Изменить стиль страницы

Управляющий маяком только что закончил письмо к брату: одно из обычных скучных коммерческих писем с вложенными в конверт бланками векселей. Так и не мог он понять, где и как он должен подписывать свое имя на этих ужасных продолговатых листках толстой бумаги. Но — удивительное дело! — брат упорно утверждал каждый раз, что «все в порядке», а Кристиан Фредрик был чрезвычайно точен в подобных делах. Отправив, наконец, письмо, старик вздохнул свободнее. Подойдя к окну и взглянув вниз, он заметил две фигуры, идущие к северу по песчаной равнине. Погруженный в раздумье, он машинально навел на прогуливающуюся парочку свою подзорную трубу.

— Гм, — сказал он, — так они, оказывается, снова вместе!

Вдруг он резко выпрямился:

— В чем дело? Она, кажется, сошла с ума!

Советник снова нагнулся к своей подзорной трубе и отложил папиросу: да, совершенно верно! Это была его Мадлен в объятиях Пера Подожду-ка.

Избранные произведения i_004.png

Он яростно протер стекла носовым платком. Да! Теперь они спокойно шли рядышком. Их окружали заросли дикого овса, — а вот они зашли за большой склон и исчезли из виду. Старик предусмотрительно направил подзорную трубу на противоположный край холма и стал ждать.

— Однако! — произнес советник и снова протер стекла. Они всё еще не показывались.
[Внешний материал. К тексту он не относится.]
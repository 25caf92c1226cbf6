use serde::{Deserialize, Serialize};

/// Current values of the three form inputs at the moment of submission
#[derive(Debug, Clone, Default, PartialEq, Eq)]
pub struct FormSnapshot {
    pub subjects: String,
    pub deadline: String,
    pub hours: String,
}

impl FormSnapshot {
    pub fn new(
        subjects: impl Into<String>,
        deadline: impl Into<String>,
        hours: impl Into<String>,
    ) -> Self {
        Self {
            subjects: subjects.into(),
            deadline: deadline.into(),
            hours: hours.into(),
        }
    }
}

/// Body of `POST /generate-plan`. Values are passed through unvalidated.
#[derive(Debug, Clone, PartialEq, Eq, Serialize, Deserialize)]
pub struct StudyRequest {
    pub subjects: String,
    pub deadline: String,
    pub hours_per_day: String,
}

impl From<&FormSnapshot> for StudyRequest {
    fn from(form: &FormSnapshot) -> Self {
        Self {
            subjects: form.subjects.clone(),
            deadline: form.deadline.clone(),
            hours_per_day: form.hours.clone(),
        }
    }
}
pub mod api_response;
pub mod study_plan;
pub mod study_request;

pub use api_response::ApiResponse;
pub use study_plan::{DayPlan, Hours, ScheduleItem, StudyPlan};
pub use study_request::{FormSnapshot, StudyRequest};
Прошло еще несколько минут, и смотритель маяка стал уже всерьез нервничать. Но вот он увидел, что на склоне показалась одна фигура, за нею — другая. Подзорная труба была великолепна, и старый щеголь совершенно точно оценил положение — не хуже, чем если бы сам сидел там с ними в дюнах.

— Ну, ну! Это еще ничего! — пробормотал он. — Но может все же и плохо кончиться! Лучше бы увезти ее в город!

За обедом смотритель маяка сказал:

— Знаешь ли, Мадлен, в доме дяди уже давно заходил разговор о том, что следовало бы тебе погостить некоторое время в Сансгоре.

— Ах нет, папа! — перебила Мадлен и умоляюще взглянула на него.

— Да, дитя мое! Сейчас это особенно своевременно!

Я знаю, что говорю! — В голосе его была необычная решимость.

У Мадлен мелькнуло подозрение, что он знает все, и она вдруг представила себе, до чего, в сущности, странно и необычно провела она это утро… Теперь, когда она сидела здесь, в нарядной комнате, лицом к лицу с отцом, таким элегантным и изысканным, и берег и все происшедшее предстало перед ней в совершенно ином свете. И вместо смелого чистосердечного признания, которое она приготовила, когда возвращалась домой, Мадлен только опустила глаза и густо покраснела.

На этом дело и кончилось. Мадлен была довольна тем, что отец, казалось, не заметил ее смущения, а советник был счастлив, что очень удачно разрешил этот вопрос. Старик ведь был в подобных случаях слабейшей стороной и часто оказывался вынужденным уступать дочери.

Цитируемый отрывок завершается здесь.